▸ **TO DO**
Take the entries that follow and return exactly the lines from the one holding "crates build upon." through the one holding "jail hides it)", both included. Nothing else is needed.

(Saved data entries)
//! # nbx: Nestbox CLI
//!
//! Runs commands in isolated Linux containers and manages their lifecycle.
//! Command output goes to stdout; diagnostics go to stderr through `tracing`.

#![cfg_attr(test, allow(clippy::expect_used, clippy::unwrap_used))]
#![allow(clippy::print_stdout, clippy::print_stderr)]

mod commands;
mod output;

use std::process::ExitCode;

use clap::Parser;
use tracing_subscriber::EnvFilter;

use crate::commands::Cli;

fn main() -> anyhow::Result<ExitCode> {
    let cli = Cli::parse();

    let filter = if cli.verbose {
        EnvFilter::new("debug")
    } else {
        EnvFilter::try_from_default_env().unwrap_or_else(|_| EnvFilter::new("warn"))
    };
    tracing_subscriber::fmt()
        .with_env_filter(filter)
        .with_writer(std::io::stderr)
        .init();

    commands::execute(cli)
}
//! `nbx run`: Run a command in a new container.

use std::path::{Path, PathBuf};
use std::process::ExitCode;
use std::sync::Arc;
use std::sync::atomic::{AtomicBool, Ordering};

use anyhow::Context;
use clap::Args;
use nestbox_common::types::{ResourceLimits, VolumeSpec};
use nestbox_runtime::engine::Engine;
use nestbox_runtime::process::RunRequest;

/// Arguments for the `run` command.
#[derive(Args, Debug)]
pub struct RunArgs {
    /// CPU limit in cores, e.g. `0.5`, or `unlimited`.
    #[arg(long)]
    pub cpu_limit: Option<String>,

    /// Memory limit, e.g. `512M` or `1G`, or `unlimited`.
    #[arg(long)]
    pub memory_limit: Option<String>,

    /// Bind mount a host path into the container (`HOST:CONTAINER`).
    #[arg(short, long)]
    pub volume: Vec<String>,

    /// Run in the background and print the container id.
    #[arg(short, long)]
    pub detach: bool,

    /// Root filesystem directory. Defaults to `rootfs/` next to the
    /// executable, then `./rootfs`.
    #[arg(long)]
    pub rootfs: Option<PathBuf>,

    /// Command and arguments to run inside the container.
    #[arg(required = true, trailing_var_arg = true, allow_hyphen_values = true)]
    pub command: Vec<String>,
}

/// Executes the `run` command.
///
/// A foreground run returns the container command's exit code; Ctrl+C or
/// SIGTERM stops the container and still cleans up.
///
/// # Errors
///
/// Returns an error if an argument is invalid or the container fails to
/// start.
pub fn execute(engine: &Engine, args: RunArgs) -> anyhow::Result<ExitCode> {
    let limits = ResourceLimits::parse(args.cpu_limit.as_deref(), args.memory_limit.as_deref())?;
    let volumes = args
        .volume
        .iter()
        .map(|v| VolumeSpec::parse(v))
        .collect::<Result<Vec<_>, _>>()?;
    let rootfs = resolve_rootfs(args.rootfs.as_deref(), exe_dir().as_deref(), &cwd()?)?;
    let request = RunRequest {
        command: args.command,
        limits,
        volumes,
        rootfs,
        detached: args.detach,
    };

    if args.detach {
        let running = engine.run(request)?;
        println!("{}", running.id());
        return Ok(ExitCode::SUCCESS);
    }

    let interrupted = Arc::new(AtomicBool::new(false));
    let flag = Arc::clone(&interrupted);
    ctrlc::set_handler(move || flag.store(true, Ordering::SeqCst))
        .context("failed to install interrupt handler")?;

    let running = engine.run(request)?;
    tracing::info!(id = %running.id(), "container started");
    let code = running.wait(&interrupted)?;
    Ok(ExitCode::from(u8::try_from(code & 0xff).unwrap_or(1)))
}

/// Picks the root filesystem: the explicit flag, else `rootfs/` beside the
/// executable, else `rootfs/` in the working directory.
fn resolve_rootfs(flag: Option<&Path>, exe_dir: Option<&Path>, cwd: &Path) -> anyhow::Result<PathBuf> {
    if let Some(path) = flag {
        return std::fs::canonicalize(path)
            .with_context(|| format!("root filesystem not found: {}", path.display()));
    }
    exe_dir
        .map(|dir| dir.join("rootfs"))
        .into_iter()
        .chain(std::iter::once(cwd.join("rootfs")))
        .find(|candidate| candidate.is_dir())
        .ok_or_else(|| anyhow::anyhow!("no root filesystem found; pass --rootfs or create ./rootfs"))
}

fn exe_dir() -> Option<PathBuf> {
    std::env::current_exe()
        .ok()
        .and_then(|exe| exe.parent().map(Path::to_path_buf))
}

fn cwd() -> anyhow::Result<PathBuf> {
    std::env::current_dir().context("cannot determine working directory")
}

#[cfg(test)]
mod tests {
    use super::*;

    #[test]
    fn explicit_rootfs_is_made_absolute() {
        let dir = tempfile::tempdir().expect("tempdir");
        let rootfs = dir.path().join("alpine");
        std::fs::create_dir(&rootfs).expect("mkdir");

        let resolved = resolve_rootfs(Some(&rootfs), None, dir.path()).expect("resolve");
        assert!(resolved.is_absolute());
        assert!(resolved.ends_with("alpine"));
    }

    #[test]
    fn missing_explicit_rootfs_is_an_error() {
        let dir = tempfile::tempdir().expect("tempdir");
        let missing = dir.path().join("nope");
        assert!(resolve_rootfs(Some(&missing), None, dir.path()).is_err());
    }

    #[test]
    fn executable_directory_wins_over_working_directory() {
        let exe = tempfile::tempdir().expect("tempdir");
        let work = tempfile::tempdir().expect("tempdir");
        std::fs::create_dir(exe.path().join("rootfs")).expect("mkdir");
        std::fs::create_dir(work.path().join("rootfs")).expect("mkdir");

        let resolved = resolve_rootfs(None, Some(exe.path()), work.path()).expect("resolve");
        assert_eq!(resolved, exe.path().join("rootfs"));
    }

    #[test]
    fn working_directory_is_the_fallback() {
        let exe = tempfile::tempdir().expect("tempdir");
        let work = tempfile::tempdir().expect("tempdir");
        std::fs::create_dir(work.path().join("rootfs")).expect("mkdir");

        let resolved = resolve_rootfs(None, Some(exe.path()), work.path()).expect("resolve");
        assert_eq!(resolved, work.path().join("rootfs"));
        assert!(resolve_rootfs(None, Some(exe.path()), exe.path()).is_err());
    }
}
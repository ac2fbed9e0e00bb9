//! `nbx inspect`: Print a container's record.

use clap::Args;
use nestbox_runtime::engine::Engine;

/// Arguments for the `inspect` command.
#[derive(Args, Debug)]
pub struct InspectArgs {
    /// Container id or unambiguous prefix.
    pub container: String,
}

/// Executes the `inspect` command.
///
/// # Errors
///
/// Returns an error if the container is not found.
pub fn execute(engine: &Engine, args: &InspectArgs) -> anyhow::Result<()> {
    let record = engine.inspect(&args.container)?;
    println!("{}", serde_json::to_string_pretty(&record)?);
    Ok(())
}
//! # nestbox-common
//!
//! Shared types, error definitions, configuration models, resource limit
//! codecs, and constants used across the entire Nestbox workspace.
//!
//! This crate is the leaf of the dependency graph: it depends on no other
//! internal crate and provides the foundational primitives that all other
//! crates build upon.

#![cfg_attr(test, allow(clippy::expect_used, clippy::unwrap_used))]

pub mod config;
pub mod constants;
pub mod error;
pub mod limits;
pub mod types;
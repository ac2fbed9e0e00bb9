//! Ordered isolation setup performed by the container's init process.
//!
//! After the host side reports that id maps, cgroup membership and the veth
//! are in place, the child configures itself in a fixed order:
//!
//! 1. network (in-namespace interface configuration, never fatal)
//! 2. hostname
//! 3. volumes (bind mounts below the rootfs, before the jail hides it)
//! 4. jail (`chroot`, irreversible)
//! 5. procfs (held for the lifetime of the container)
//!
//! A failing step rolls back every step before it in reverse order. Steps
//! that must outlive setup are released by the returned [`IsolationGuard`].

use std::fmt;
use std::path::PathBuf;

use nestbox_common::error::{NestboxError, Result};
use nestbox_common::types::VolumeSpec;

use crate::filesystem::{jail, mount};
use crate::namespace::uts;
use crate::network::NetworkAssignment;
use crate::network::child::configure_self;

/// Everything the child needs to isolate itself.
#[derive(Debug, Clone, PartialEq, Eq)]
pub struct SetupPlan {
    /// Interface assignment from the host, `None` when networking degraded.
    pub network: Option<NetworkAssignment>,
    /// Hostname inside the UTS namespace.
    pub hostname: String,
    /// Host paths to bind-mount into the rootfs.
    pub volumes: Vec<VolumeSpec>,
    /// Root filesystem to jail into.
    pub rootfs: PathBuf,
}

/// One stage of container setup.
pub trait SetupStep {
    /// Short name used in error reports.
    fn name(&self) -> &'static str;

    /// Performs the step.
    ///
    /// # Errors
    ///
    /// Returns an error if the step failed and setup must abort.
    fn apply(&mut self) -> Result<()>;

    /// Undoes a successful [`apply`](Self::apply) when a later step fails.
    fn rollback(&mut self) {}

    /// Releases what the step holds once the container exits.
    fn release(&mut self) {}
}

/// The fixed sequence of setup steps.
pub struct SetupPipeline {
    steps: Vec<Box<dyn SetupStep>>,
}

impl SetupPipeline {
    /// Builds the pipeline for a plan, in the only supported order.
    #[must_use]
    pub fn new(plan: SetupPlan) -> Self {
        Self::from_steps(vec![
            Box::new(NetworkStep {
                assignment: plan.network,
            }),
            Box::new(HostnameStep {
                hostname: plan.hostname,
            }),
            Box::new(VolumeStep {
                volumes: plan.volumes,
                rootfs: plan.rootfs.clone(),
                mounted: Vec::new(),
            }),
            Box::new(JailStep { rootfs: plan.rootfs }),
            Box::new(ProcStep { mount: None }),
        ])
    }

    fn from_steps(steps: Vec<Box<dyn SetupStep>>) -> Self {
        Self { steps }
    }

    /// Names of the steps in execution order.
    #[must_use]
    pub fn step_names(&self) -> Vec<&'static str> {
        self.steps.iter().map(|s| s.name()).collect()
    }

    /// Runs every step in order.
    ///
    /// # Errors
    ///
    /// Returns [`NestboxError::Setup`] naming the failed step, after the
    /// steps that had already succeeded were rolled back.
    pub fn run(mut self) -> Result<IsolationGuard> {
        for index in 0..self.steps.len() {
            let step = &mut self.steps[index];
            let name = step.name();
            tracing::debug!(step = name, "setup step");
            if let Err(e) = step.apply() {
                for done in self.steps[..index].iter_mut().rev() {
                    tracing::debug!(step = done.name(), "rolling back");
                    done.rollback();
                }
                return Err(match e {
                    NestboxError::Setup { .. } => e,
                    other => NestboxError::setup(name, other),
                });
            }
        }
        Ok(IsolationGuard { steps: self.steps })
    }
}

impl fmt::Debug for SetupPipeline {
    fn fmt(&self, f: &mut fmt::Formatter<'_>) -> fmt::Result {
        f.debug_struct("SetupPipeline")
            .field("steps", &self.step_names())
            .finish()
    }
}

/// Holds completed setup; releases it in reverse order on drop.
pub struct IsolationGuard {
    steps: Vec<Box<dyn SetupStep>>,
}

impl fmt::Debug for IsolationGuard {
    fn fmt(&self, f: &mut fmt::Formatter<'_>) -> fmt::Result {
        f.debug_struct("IsolationGuard")
            .field("steps", &self.steps.len())
            .finish()
    }
}

impl Drop for IsolationGuard {
    fn drop(&mut self) {
        for step in self.steps.iter_mut().rev() {
            step.release();
        }
    }
}

struct NetworkStep {
    assignment: Option<NetworkAssignment>,
}

impl SetupStep for NetworkStep {
    fn name(&self) -> &'static str {
        "network"
    }

    fn apply(&mut self) -> Result<()> {
        match &self.assignment {
            Some(assignment) => {
                if let Err(e) = configure_self(assignment) {
                    tracing::warn!(error = %e, "container network unavailable");
                }
            }
            None => tracing::warn!("no network assignment, running without connectivity"),
        }
        Ok(())
    }
}

struct HostnameStep {
    hostname: String,
}

impl SetupStep for HostnameStep {
    fn name(&self) -> &'static str {
        "hostname"
    }

    fn apply(&mut self) -> Result<()> {
        uts::set_hostname(&self.hostname)
    }
}

struct VolumeStep {
    volumes: Vec<VolumeSpec>,
    rootfs: PathBuf,
    mounted: Vec<PathBuf>,
}

impl SetupStep for VolumeStep {
    fn name(&self) -> &'static str {
        "volumes"
    }

    fn apply(&mut self) -> Result<()> {
        mount::make_root_private();
        self.mounted = mount::mount_volumes(&self.volumes, &self.rootfs)?;
        Ok(())
    }

    fn rollback(&mut self) {
        for point in self.mounted.drain(..).rev() {
            mount::detach(&point);
        }
    }
}

struct JailStep {
    rootfs: PathBuf,
}

impl SetupStep for JailStep {
    fn name(&self) -> &'static str {
        "jail"
    }

    fn apply(&mut self) -> Result<()> {
        jail::enter_jail(&self.rootfs)
    }
}

struct ProcStep {
    mount: Option<mount::ProcMount>,
}

impl SetupStep for ProcStep {
    fn name(&self) -> &'static str {
        "proc"
    }

    fn apply(&mut self) -> Result<()> {
        self.mount = Some(mount::mount_proc()?);
        Ok(())
    }

    fn rollback(&mut self) {
        self.mount = None;
    }

    fn release(&mut self) {
        self.mount = None;
    }
}
//! Linux namespace management for container isolation.
//!
//! The isolated child is created with a single `clone(2)` carrying every
//! namespace flag at once; this module decides which flags that is and
//! provides the host-side id mapping and in-namespace hostname helpers.

pub mod user;
pub mod uts;

use nix::sched::CloneFlags;

/// Configuration for which namespaces to create.
#[allow(clippy::struct_excessive_bools)]
#[derive(Debug, Clone, Copy, PartialEq, Eq)]
pub struct NamespaceConfig {
    /// Isolate PID namespace.
    pub pid: bool,
    /// Isolate mount namespace.
    pub mount: bool,
    /// Isolate network namespace.
    pub network: bool,
    /// Isolate user namespace.
    pub user: bool,
    /// Isolate UTS (hostname) namespace.
    pub uts: bool,
}

impl NamespaceConfig {
    /// Namespaces for a container started by the current process.
    ///
    /// A user namespace is only requested when the caller is unprivileged;
    /// root already holds the capabilities the child needs.
    #[must_use]
    pub fn for_caller() -> Self {
        Self {
            user: !nix::unistd::geteuid().is_root(),
            ..Self::default()
        }
    }

    /// Flags to pass to `clone(2)`.
    #[must_use]
    pub fn clone_flags(&self) -> CloneFlags {
        let mut flags = CloneFlags::empty();
        flags.set(CloneFlags::CLONE_NEWUTS, self.uts);
        flags.set(CloneFlags::CLONE_NEWPID, self.pid);
        flags.set(CloneFlags::CLONE_NEWNS, self.mount);
        flags.set(CloneFlags::CLONE_NEWNET, self.network);
        flags.set(CloneFlags::CLONE_NEWUSER, self.user);
        flags
    }
}

impl Default for NamespaceConfig {
    fn default() -> Self {
        Self {
            pid: true,
            mount: true,
            network: true,
            user: false,
            uts: true,
        }
    }
}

▸ **RESULT FOR THIS EXERCISE**
//! crates build upon.

#![cfg_attr(test, allow(clippy::expect_used, clippy::unwrap_used))]

pub mod config;
pub mod constants;
pub mod error;
pub mod limits;
pub mod types;
repository ac2fbed9e0e00bb9
//! Ordered isolation setup performed by the container's init process.
//!
//! After the host side reports that id maps, cgroup membership and the veth
//! are in place, the child configures itself in a fixed order:
//!
//! 1. network (in-namespace interface configuration, never fatal)
//! 2. hostname
//! 3. volumes (bind mounts below the rootfs, before the jail hides it)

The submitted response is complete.